(Information supplied Opens)

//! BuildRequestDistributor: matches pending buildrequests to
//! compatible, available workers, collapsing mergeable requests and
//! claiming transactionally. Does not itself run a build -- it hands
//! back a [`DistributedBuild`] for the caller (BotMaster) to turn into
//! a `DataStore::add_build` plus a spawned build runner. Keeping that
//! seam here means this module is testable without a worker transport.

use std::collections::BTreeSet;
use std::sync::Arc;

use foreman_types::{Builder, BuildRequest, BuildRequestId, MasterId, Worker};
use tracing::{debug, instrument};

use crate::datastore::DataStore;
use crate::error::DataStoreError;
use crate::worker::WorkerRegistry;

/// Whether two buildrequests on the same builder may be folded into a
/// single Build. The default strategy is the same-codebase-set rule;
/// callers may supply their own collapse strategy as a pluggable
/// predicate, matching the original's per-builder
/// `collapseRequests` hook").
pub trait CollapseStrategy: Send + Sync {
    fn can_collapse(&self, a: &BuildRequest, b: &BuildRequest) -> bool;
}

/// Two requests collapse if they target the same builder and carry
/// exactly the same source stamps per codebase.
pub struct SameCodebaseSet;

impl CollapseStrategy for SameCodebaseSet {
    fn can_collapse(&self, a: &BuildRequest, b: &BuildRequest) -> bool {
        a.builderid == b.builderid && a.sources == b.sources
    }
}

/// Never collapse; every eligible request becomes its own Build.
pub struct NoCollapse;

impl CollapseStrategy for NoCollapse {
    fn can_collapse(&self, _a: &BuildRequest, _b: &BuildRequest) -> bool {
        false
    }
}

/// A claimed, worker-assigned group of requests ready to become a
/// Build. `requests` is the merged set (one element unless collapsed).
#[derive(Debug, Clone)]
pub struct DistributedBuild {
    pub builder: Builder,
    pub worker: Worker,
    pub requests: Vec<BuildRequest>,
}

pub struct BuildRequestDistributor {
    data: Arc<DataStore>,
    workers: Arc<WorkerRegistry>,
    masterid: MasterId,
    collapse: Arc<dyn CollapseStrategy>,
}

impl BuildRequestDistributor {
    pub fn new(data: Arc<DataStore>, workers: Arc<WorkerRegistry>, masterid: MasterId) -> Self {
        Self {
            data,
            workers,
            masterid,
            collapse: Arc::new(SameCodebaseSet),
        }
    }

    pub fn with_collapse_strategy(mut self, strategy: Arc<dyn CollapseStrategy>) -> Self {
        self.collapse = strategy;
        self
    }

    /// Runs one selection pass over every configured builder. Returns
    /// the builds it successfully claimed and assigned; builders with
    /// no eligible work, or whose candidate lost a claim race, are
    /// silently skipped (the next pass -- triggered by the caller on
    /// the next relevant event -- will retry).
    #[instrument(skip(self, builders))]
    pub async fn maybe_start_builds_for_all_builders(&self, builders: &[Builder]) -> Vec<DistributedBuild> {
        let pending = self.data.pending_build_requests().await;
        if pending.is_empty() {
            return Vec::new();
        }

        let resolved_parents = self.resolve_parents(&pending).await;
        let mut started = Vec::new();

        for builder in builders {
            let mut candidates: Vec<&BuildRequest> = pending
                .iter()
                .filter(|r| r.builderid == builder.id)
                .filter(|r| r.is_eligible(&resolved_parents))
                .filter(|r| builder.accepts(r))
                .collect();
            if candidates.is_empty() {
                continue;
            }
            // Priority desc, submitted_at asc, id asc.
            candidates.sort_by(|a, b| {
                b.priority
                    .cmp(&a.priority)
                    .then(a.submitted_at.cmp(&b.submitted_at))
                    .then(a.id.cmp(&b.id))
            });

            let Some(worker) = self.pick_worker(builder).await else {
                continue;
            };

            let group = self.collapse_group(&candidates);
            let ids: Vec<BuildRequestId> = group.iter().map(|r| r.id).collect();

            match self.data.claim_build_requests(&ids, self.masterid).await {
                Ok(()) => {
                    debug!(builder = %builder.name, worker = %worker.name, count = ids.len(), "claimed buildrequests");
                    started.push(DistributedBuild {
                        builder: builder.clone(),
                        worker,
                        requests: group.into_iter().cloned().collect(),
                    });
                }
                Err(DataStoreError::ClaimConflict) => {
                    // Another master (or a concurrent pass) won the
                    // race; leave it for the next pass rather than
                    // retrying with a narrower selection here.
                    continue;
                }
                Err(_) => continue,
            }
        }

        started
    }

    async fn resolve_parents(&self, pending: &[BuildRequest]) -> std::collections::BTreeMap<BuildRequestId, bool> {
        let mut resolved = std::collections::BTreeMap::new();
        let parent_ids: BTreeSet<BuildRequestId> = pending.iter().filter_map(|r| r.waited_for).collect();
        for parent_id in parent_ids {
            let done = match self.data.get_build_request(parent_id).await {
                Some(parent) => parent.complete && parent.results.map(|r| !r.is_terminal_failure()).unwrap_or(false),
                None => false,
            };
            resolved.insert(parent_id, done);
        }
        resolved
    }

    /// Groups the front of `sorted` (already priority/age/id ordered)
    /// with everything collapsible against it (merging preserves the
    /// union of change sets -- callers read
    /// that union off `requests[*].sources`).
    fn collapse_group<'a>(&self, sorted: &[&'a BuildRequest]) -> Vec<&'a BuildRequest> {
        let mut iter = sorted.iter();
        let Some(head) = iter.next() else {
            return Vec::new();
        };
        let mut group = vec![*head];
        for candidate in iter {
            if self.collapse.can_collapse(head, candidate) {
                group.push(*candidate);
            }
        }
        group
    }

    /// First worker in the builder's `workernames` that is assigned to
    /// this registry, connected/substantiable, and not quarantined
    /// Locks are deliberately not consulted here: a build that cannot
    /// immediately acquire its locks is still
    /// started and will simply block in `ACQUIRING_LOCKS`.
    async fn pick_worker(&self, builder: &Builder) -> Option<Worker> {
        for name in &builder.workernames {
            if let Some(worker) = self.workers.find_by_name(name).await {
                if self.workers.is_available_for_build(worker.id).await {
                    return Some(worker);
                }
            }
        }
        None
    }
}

(Information supplied Closes)

• **What is being asked**
Which lines in the listing hold the word "started"? Copy them out.

• **Response**
        let mut started = Vec::new();
                    started.push(DistributedBuild {
        started
    /// started and will simply block in `ACQUIRING_LOCKS`.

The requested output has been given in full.